Low-Carb schränkt Kohlenhydrate ein und erhöht Protein und Fette.

„Für Gesunde sind sie unbedenklich, aber das Gehirn braucht mindestens 130 Gramm täglich“, sagt Pratt. Zu wenig kann Müdigkeit verursachen. Achten Sie auf gesättigte Fette wegen Cholesterinrisiken.

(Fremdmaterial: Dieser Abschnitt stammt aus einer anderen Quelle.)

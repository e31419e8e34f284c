use reqwest::{
    header::{HeaderMap, HeaderValue, AUTHORIZATION, CONTENT_TYPE},
    Client, Method, StatusCode,
};
use serde::de::DeserializeOwned;
use serde_json::Value;
use thiserror::Error;
use tracing::{debug, error};

use shared_config::AppConfig;

/// Failure talking to the hosted store. Transport problems are kept apart
/// from HTTP-level rejections so callers can treat "store unreachable" and
/// "store said no" differently.
#[derive(Debug, Error)]
pub enum StoreError {
    #[error("Authentication error: {0}")]
    Unauthorized(String),

    #[error("Resource not found: {0}")]
    NotFound(String),

    #[error("Conflict: {0}")]
    Conflict(String),

    #[error("Store request failed ({status}): {body}")]
    Request { status: u16, body: String },

    #[error("Store unreachable: {0}")]
    Unreachable(String),

    #[error("Failed to decode store response: {0}")]
    Decode(String),
}

pub struct SupabaseClient {
    client: Client,
    base_url: String,
    anon_key: String,
}

impl SupabaseClient {
    pub fn new(config: &AppConfig) -> Self {
        Self {
            client: Client::new(),
            base_url: config.supabase_url.clone(),
            anon_key: config.supabase_anon_key.clone(),
        }
    }

    fn headers(&self, auth_token: Option<&str>) -> HeaderMap {
        let mut headers = HeaderMap::new();

        if let Ok(value) = HeaderValue::from_str(&self.anon_key) {
            headers.insert("apikey", value);
        }
        headers.insert(CONTENT_TYPE, HeaderValue::from_static("application/json"));

        if let Some(token) = auth_token {
            if let Ok(value) = HeaderValue::from_str(&format!("Bearer {}", token)) {
                headers.insert(AUTHORIZATION, value);
            }
        }

        headers
    }

    pub async fn request<T>(
        &self,
        method: Method,
        path: &str,
        auth_token: Option<&str>,
        body: Option<Value>,
    ) -> Result<T, StoreError>
    where
        T: DeserializeOwned,
    {
        self.request_with_headers(method, path, auth_token, body, None).await
    }

    pub async fn request_with_headers<T>(
        &self,
        method: Method,
        path: &str,
        auth_token: Option<&str>,
        body: Option<Value>,
        extra_headers: Option<HeaderMap>,
    ) -> Result<T, StoreError>
    where
        T: DeserializeOwned,
    {
        let response = self
            .send(method, path, auth_token, body, extra_headers)
            .await?;

        response
            .json::<T>()
            .await
            .map_err(|e| StoreError::Decode(e.to_string()))
    }

    /// Variant for endpoints that answer with an empty body (sign-out and
    /// friends); any 2xx is treated as success.
    pub async fn request_empty(
        &self,
        method: Method,
        path: &str,
        auth_token: Option<&str>,
        body: Option<Value>,
    ) -> Result<(), StoreError> {
        self.send(method, path, auth_token, body, None).await?;
        Ok(())
    }

    async fn send(
        &self,
        method: Method,
        path: &str,
        auth_token: Option<&str>,
        body: Option<Value>,
        extra_headers: Option<HeaderMap>,
    ) -> Result<reqwest::Response, StoreError> {
        let url = format!("{}{}", self.base_url, path);
        debug!("Making request to {}", url);

        let mut headers = self.headers(auth_token);
        if let Some(extra) = extra_headers {
            headers.extend(extra);
        }

        let mut req = self.client.request(method, &url).headers(headers);
        if let Some(body_data) = body {
            req = req.json(&body_data);
        }

        let response = req
            .send()
            .await
            .map_err(|e| StoreError::Unreachable(e.to_string()))?;

        let status = response.status();
        if !status.is_success() {
            let body = response
                .text()
                .await
                .unwrap_or_else(|_| String::from("<no body>"));
            error!("Store error ({}): {}", status, body);

            return Err(match status {
                StatusCode::UNAUTHORIZED | StatusCode::FORBIDDEN => StoreError::Unauthorized(body),
                StatusCode::NOT_FOUND => StoreError::NotFound(body),
                StatusCode::CONFLICT => StoreError::Conflict(body),
                _ => StoreError::Request {
                    status: status.as_u16(),
                    body,
                },
            });
        }

        Ok(response)
    }

    pub fn base_url(&self) -> &str {
        &self.base_url
    }
}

Besser: Ausgewogener Ansatz für langfristige Gesundheit. Reduzieren Sie moderat und lassen Sie sich ärztlich überwachen. „Bei Low-Carb: Nehmen Sie ein Multivitamin, um Nährstofflücken zu schließen.“

Wer sollte Low-Carb meiden?

Nicht für Kinder oder Personen, die:

  • Schwanger sind.
  • Intensiv trainieren oder Athleten sind.

Bei Diabetes: Arzt konsultieren.

Welche Kohlenhydrate sind gut?

Zwei Kategorien basierend auf Struktur:

  • Einfache (raffiniert): Hauptsächlich Zucker, wenig nährstoffreich – z. B. Weißbrot, Chips, Kekse.
  • Komplexe: Mit Ballaststoffen, Proteinen, Vitaminen – z. B. Vollkornbrot, Haferflocken, ganze Früchte.

„Komplexe sättigen länger und stabilisieren den Blutzucker“, betont Pratt.

Wie unterstützen Kohlenhydrate die Abnahme?

Smarten Kohlenhydratenwahl plus Balance fördert Abnehmen:

1. Appetit zügeln

Komplexe verdauen langsamer – länger satt, weniger Kalorien.

2. Kalorienverbrennung steigern

Low-Carb mit hohem Fettanteil boostet den Stoffwechsel, Studien zeigen höheren Verbrauch.

3. Blutzucker stabilisieren

Einfache spikes verursachen Heißhunger; ersetzen Sie durch Komplexe.

Gesunde Kohlenhydratquellen

Vermeiden Sie nährstoffarme:

  • Zuckerhaltige Cerealien, Riegel.
  • Desserts, Süßigkeiten.
  • Fruchtsäfte, Trockenfrüchte.
  • Chips, Cracker (außer Vollkorn), Kekse.
  • Gesüßte Getränke.
  • Zucker, Honig.
  • Weißbrot, -reis.

Wählen Sie stattdessen:

  • Bohnen, Linsen, Kichererbsen.
  • Ballaststoff-Gemüse: Erbsen, Brokkoli, Süßkartoffeln.
  • Nüsse, Samen.
  • Ganze Früchte, Beeren.
  • Vollkorn: Hafer, Gerste, Quinoa, Naturreis.

Gewicht langfristig halten

Abnehmen geht über Kohlenhydratreduktion hinaus – anfangs verliert man Wasser. Kombinieren Sie mit Bewegung und Gewohnheitsänderung, rät Pratt. Lassen Sie sich von Fachleuten beraten.

„Low-Carb wirkt kurzfristig, aber bleibendes Defizit braucht Rundum-Plan“, fasst sie zusammen.